■ **TASK DETAILS**
Gather the lines below that include the string "impl", copying each in full.

★ ★ ★ ★

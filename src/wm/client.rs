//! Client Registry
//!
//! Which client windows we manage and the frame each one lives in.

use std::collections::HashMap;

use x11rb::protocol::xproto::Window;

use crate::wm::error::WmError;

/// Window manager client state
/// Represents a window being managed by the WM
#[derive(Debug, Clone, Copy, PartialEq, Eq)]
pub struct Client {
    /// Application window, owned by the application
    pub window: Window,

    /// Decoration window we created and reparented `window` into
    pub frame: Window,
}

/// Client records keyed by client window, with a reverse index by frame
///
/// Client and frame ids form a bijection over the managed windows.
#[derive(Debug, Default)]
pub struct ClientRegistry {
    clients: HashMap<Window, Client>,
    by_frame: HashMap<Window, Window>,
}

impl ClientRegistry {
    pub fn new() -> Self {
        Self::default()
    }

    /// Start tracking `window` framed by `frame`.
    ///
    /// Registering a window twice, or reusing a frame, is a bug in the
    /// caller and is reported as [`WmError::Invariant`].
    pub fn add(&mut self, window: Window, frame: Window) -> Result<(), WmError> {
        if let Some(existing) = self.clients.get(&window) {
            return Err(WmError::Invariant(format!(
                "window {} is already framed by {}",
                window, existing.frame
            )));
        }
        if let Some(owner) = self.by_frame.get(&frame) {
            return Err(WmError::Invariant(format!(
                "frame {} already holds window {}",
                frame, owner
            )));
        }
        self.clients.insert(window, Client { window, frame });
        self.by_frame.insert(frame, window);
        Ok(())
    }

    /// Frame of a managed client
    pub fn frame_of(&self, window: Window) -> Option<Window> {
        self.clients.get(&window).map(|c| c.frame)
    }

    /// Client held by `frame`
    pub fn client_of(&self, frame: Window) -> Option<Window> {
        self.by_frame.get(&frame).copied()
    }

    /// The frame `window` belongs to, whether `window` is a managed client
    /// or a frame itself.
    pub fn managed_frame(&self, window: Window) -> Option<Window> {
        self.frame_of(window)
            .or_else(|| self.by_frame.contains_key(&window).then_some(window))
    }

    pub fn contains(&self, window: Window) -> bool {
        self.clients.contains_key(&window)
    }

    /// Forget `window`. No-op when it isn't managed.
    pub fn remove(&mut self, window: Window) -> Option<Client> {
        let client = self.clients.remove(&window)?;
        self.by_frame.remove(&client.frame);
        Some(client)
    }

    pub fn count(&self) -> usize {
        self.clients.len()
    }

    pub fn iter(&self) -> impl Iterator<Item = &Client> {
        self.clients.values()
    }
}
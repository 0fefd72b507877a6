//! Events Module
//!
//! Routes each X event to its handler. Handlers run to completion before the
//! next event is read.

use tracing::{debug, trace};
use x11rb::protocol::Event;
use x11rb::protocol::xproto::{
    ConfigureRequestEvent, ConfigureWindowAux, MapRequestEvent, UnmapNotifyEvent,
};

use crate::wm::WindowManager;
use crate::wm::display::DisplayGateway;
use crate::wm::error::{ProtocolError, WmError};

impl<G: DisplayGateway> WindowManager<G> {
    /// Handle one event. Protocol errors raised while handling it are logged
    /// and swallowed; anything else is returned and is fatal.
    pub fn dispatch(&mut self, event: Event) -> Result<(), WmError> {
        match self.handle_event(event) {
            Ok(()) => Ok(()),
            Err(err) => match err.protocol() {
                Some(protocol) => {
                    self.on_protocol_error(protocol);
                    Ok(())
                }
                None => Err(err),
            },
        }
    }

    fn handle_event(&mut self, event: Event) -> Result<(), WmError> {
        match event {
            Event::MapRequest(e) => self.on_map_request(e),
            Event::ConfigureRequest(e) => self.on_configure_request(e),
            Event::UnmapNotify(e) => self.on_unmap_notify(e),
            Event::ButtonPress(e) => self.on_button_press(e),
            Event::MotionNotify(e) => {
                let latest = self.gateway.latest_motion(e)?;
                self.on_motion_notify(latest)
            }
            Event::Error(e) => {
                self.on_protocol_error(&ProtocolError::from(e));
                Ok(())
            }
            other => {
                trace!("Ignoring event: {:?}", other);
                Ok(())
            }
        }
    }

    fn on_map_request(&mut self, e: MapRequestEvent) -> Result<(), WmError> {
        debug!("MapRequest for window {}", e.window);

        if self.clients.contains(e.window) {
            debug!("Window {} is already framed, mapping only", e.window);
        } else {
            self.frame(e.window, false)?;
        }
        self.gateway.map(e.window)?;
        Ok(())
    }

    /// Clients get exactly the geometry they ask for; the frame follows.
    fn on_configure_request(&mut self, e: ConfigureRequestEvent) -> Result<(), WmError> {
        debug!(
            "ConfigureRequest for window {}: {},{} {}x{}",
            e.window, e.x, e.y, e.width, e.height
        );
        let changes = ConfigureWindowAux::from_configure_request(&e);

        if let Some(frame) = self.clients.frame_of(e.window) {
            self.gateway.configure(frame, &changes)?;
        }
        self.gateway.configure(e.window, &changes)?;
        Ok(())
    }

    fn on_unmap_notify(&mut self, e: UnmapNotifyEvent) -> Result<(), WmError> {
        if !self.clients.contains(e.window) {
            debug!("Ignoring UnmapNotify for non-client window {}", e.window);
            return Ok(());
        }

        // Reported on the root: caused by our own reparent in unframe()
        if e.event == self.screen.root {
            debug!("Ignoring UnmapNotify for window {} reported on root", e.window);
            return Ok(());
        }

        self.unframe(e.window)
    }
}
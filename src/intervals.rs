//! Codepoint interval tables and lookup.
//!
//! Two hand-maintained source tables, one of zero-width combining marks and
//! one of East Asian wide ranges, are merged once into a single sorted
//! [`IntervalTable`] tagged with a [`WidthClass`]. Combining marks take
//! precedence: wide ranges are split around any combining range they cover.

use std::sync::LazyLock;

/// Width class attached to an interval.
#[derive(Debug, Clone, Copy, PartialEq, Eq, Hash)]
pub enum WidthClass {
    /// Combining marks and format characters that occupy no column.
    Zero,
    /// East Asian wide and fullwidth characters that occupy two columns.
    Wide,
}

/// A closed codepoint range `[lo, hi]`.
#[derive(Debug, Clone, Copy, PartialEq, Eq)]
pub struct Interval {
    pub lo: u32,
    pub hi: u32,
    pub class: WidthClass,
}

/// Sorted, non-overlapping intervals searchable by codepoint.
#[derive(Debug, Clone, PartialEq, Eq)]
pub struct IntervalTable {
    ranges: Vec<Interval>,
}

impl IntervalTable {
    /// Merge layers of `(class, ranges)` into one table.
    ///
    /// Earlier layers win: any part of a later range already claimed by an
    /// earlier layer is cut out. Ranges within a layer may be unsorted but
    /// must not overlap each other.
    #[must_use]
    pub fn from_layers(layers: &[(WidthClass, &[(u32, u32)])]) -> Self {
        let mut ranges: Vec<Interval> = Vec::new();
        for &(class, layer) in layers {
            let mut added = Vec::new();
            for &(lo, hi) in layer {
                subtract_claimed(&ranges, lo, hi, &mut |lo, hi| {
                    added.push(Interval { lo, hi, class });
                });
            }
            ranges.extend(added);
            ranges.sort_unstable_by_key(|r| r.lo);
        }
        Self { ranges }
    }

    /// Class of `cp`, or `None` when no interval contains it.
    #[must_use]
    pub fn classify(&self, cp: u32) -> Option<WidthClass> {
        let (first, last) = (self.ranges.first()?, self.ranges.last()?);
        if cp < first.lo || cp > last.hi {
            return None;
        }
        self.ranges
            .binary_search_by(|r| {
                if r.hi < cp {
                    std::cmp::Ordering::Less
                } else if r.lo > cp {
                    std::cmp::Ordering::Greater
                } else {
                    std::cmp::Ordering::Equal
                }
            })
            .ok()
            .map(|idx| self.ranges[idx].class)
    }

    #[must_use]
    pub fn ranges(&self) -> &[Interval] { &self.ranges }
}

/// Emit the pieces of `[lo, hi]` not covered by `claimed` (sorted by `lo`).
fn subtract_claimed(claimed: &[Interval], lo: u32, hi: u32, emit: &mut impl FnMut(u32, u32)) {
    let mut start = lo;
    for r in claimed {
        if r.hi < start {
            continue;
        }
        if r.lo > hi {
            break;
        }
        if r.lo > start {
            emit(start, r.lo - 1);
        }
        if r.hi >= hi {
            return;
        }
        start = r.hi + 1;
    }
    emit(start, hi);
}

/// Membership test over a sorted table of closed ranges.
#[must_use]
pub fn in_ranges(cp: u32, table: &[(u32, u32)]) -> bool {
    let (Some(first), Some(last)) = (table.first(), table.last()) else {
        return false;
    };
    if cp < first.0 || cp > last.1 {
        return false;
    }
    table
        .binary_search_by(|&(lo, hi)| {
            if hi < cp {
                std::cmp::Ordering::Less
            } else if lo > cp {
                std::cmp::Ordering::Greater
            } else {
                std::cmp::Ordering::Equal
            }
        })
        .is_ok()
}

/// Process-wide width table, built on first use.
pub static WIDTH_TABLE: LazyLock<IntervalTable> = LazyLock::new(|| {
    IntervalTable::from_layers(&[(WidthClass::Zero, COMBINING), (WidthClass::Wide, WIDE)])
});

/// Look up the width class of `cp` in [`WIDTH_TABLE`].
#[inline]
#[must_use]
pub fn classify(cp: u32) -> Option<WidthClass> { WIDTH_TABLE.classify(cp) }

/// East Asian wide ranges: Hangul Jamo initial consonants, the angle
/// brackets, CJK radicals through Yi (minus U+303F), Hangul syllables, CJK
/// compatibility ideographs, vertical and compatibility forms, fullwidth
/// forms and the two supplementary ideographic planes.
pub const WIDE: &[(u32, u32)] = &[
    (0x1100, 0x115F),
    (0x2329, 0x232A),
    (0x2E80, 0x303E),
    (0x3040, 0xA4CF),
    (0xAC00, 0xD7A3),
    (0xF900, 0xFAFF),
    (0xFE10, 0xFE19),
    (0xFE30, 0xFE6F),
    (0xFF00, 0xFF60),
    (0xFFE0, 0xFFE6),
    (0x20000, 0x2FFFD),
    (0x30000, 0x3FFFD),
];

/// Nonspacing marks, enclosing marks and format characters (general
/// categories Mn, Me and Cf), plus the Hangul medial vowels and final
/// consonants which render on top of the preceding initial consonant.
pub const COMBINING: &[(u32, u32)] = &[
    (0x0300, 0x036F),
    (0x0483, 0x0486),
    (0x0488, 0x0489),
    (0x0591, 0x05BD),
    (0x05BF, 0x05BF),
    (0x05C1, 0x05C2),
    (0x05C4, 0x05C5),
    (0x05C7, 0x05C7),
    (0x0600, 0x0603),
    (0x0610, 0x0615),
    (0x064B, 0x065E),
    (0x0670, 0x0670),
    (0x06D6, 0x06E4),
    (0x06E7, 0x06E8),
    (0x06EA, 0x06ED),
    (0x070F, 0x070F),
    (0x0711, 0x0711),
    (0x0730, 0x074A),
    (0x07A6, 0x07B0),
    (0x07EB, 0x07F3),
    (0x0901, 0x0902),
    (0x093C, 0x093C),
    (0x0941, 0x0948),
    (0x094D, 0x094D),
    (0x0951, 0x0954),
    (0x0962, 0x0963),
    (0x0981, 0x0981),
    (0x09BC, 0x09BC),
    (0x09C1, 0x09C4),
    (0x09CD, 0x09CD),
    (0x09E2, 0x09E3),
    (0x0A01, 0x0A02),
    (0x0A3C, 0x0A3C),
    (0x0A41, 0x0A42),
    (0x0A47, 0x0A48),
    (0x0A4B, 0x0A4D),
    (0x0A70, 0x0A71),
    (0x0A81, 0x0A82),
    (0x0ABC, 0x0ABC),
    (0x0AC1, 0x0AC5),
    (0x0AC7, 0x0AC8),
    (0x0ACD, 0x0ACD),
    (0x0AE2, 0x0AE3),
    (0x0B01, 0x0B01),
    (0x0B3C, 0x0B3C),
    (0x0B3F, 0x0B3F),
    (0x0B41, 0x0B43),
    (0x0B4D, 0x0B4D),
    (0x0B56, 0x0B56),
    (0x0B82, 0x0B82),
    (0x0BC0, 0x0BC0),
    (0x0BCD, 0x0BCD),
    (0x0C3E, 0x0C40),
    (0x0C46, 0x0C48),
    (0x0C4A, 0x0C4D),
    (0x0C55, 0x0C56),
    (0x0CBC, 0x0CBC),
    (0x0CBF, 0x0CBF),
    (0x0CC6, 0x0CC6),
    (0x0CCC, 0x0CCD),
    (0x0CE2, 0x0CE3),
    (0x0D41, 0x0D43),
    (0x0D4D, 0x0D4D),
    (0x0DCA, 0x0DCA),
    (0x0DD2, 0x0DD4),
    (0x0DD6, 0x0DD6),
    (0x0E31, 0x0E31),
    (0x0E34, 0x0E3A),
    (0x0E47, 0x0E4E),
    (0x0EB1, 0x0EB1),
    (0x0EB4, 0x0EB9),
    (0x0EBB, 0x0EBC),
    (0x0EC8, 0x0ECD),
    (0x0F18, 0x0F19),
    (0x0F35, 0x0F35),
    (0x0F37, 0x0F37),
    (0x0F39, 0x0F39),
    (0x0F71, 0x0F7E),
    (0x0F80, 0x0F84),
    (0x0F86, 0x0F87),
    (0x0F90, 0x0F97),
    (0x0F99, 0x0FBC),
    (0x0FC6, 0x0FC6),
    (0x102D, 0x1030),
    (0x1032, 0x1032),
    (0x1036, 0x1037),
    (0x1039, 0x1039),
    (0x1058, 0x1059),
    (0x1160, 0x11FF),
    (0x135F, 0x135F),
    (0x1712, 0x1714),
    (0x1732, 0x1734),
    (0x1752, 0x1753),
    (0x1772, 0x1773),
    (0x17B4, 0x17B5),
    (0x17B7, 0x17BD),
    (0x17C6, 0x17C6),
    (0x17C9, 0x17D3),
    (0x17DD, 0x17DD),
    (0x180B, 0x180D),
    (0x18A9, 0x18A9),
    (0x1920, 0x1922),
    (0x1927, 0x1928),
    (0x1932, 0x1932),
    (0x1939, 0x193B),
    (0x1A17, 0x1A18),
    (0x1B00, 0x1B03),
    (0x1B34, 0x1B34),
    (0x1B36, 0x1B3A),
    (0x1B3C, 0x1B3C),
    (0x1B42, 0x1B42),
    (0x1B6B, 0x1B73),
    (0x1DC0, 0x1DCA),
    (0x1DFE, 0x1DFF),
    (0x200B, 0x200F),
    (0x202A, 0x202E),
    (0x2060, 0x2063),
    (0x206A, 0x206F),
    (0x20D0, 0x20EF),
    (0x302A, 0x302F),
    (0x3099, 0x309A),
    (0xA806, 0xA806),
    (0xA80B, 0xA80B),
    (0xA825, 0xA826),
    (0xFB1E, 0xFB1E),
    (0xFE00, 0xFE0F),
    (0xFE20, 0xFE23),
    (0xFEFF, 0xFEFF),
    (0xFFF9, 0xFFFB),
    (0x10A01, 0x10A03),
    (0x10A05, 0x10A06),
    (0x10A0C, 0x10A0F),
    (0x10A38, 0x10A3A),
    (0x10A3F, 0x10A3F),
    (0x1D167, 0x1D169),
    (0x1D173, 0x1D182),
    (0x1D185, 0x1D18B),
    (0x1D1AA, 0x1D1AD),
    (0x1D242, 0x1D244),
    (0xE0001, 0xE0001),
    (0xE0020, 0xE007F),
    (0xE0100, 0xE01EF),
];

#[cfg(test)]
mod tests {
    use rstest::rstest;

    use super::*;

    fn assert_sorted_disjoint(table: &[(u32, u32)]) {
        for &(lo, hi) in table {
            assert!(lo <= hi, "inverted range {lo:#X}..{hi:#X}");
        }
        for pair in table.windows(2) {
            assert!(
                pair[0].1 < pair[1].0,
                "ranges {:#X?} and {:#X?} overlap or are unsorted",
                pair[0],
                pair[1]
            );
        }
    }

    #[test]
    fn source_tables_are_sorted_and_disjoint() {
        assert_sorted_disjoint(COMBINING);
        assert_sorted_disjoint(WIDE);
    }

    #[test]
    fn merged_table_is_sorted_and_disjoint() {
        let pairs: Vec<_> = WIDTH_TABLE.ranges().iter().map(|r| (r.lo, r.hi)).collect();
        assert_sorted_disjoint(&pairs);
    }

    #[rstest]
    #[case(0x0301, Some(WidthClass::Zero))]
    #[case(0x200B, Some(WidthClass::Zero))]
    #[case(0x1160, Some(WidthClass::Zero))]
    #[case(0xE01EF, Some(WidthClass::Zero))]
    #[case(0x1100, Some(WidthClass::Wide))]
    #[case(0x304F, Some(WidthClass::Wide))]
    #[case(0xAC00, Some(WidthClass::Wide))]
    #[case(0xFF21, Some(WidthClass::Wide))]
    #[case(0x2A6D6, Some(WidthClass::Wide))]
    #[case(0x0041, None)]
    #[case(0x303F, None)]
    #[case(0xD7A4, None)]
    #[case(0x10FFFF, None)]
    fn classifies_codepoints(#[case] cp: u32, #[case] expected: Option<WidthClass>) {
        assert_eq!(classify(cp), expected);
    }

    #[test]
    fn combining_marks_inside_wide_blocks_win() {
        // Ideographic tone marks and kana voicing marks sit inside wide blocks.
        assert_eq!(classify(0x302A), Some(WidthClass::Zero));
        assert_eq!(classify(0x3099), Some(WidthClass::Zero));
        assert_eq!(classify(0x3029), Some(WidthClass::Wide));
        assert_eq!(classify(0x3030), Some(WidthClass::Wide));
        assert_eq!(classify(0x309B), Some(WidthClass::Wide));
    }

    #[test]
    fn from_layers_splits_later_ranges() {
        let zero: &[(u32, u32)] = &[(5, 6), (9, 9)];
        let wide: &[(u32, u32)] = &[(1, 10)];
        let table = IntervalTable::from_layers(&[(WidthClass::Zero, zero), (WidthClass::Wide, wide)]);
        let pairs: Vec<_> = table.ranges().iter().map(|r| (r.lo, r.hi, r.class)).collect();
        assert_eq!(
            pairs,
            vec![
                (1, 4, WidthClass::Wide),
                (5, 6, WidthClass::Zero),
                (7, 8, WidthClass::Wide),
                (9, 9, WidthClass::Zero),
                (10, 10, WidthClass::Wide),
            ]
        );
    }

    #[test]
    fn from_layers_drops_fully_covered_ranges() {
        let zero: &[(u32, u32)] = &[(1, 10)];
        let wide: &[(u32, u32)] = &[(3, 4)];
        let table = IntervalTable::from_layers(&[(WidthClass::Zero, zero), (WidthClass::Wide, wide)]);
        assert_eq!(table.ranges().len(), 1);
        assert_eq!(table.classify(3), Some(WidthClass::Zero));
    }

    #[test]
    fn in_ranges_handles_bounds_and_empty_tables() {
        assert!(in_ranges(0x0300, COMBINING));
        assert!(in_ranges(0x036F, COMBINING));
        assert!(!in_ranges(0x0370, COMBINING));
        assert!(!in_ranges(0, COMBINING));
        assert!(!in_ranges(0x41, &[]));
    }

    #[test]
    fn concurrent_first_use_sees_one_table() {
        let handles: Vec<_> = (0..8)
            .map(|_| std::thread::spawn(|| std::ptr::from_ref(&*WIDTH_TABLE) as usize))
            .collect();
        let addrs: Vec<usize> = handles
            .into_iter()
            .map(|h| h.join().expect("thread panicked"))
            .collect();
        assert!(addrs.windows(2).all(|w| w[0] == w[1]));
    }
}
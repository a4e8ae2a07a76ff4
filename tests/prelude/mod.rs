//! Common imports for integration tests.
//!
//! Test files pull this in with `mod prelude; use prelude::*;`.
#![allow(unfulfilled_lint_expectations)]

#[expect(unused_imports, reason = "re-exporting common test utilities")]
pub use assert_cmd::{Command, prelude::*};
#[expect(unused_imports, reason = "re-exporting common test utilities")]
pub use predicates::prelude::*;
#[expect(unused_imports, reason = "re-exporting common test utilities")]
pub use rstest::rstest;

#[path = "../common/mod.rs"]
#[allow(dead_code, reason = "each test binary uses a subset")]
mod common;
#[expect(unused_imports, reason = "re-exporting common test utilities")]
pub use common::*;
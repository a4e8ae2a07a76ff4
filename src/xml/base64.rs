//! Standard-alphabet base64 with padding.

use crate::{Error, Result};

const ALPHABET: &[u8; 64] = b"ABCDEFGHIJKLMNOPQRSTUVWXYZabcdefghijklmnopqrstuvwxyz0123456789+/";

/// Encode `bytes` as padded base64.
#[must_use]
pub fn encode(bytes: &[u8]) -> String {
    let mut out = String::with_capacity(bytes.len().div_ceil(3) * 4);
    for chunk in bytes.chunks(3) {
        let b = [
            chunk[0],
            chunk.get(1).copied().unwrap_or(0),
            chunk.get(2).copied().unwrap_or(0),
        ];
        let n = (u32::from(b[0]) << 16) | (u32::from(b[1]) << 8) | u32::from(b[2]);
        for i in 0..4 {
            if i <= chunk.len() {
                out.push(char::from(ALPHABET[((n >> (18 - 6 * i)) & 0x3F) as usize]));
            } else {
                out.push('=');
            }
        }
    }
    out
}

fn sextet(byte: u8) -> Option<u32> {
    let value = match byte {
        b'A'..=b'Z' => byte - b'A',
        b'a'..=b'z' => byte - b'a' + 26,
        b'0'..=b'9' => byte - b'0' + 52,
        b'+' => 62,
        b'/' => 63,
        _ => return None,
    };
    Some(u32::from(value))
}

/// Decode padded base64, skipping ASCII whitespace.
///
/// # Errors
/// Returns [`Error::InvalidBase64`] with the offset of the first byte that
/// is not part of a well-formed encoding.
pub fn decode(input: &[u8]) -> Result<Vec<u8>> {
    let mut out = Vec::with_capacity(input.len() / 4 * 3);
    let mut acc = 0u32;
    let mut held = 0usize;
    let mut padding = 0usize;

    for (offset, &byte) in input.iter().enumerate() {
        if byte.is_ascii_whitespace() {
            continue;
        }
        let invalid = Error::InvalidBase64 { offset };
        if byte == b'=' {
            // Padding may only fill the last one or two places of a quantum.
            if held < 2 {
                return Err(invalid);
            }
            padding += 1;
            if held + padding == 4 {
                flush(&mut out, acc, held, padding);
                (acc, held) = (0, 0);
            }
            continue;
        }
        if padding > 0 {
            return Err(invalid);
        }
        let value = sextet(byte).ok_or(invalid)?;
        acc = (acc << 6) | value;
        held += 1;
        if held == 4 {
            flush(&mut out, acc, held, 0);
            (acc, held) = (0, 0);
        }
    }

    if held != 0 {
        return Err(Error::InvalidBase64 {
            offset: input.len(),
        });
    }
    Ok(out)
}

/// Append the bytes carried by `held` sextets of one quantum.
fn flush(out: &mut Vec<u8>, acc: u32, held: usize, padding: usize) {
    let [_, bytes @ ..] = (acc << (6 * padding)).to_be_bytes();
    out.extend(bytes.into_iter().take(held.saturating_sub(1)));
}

★ ★ ★ ★

■ **ANSWER SPACE**
impl ClientRegistry {
    pub fn iter(&self) -> impl Iterator<Item = &Client> {
impl<G: DisplayGateway> WindowManager<G> {
impl IntervalTable {
fn subtract_claimed(claimed: &[Interval], lo: u32, hi: u32, emit: &mut impl FnMut(u32, u32)) {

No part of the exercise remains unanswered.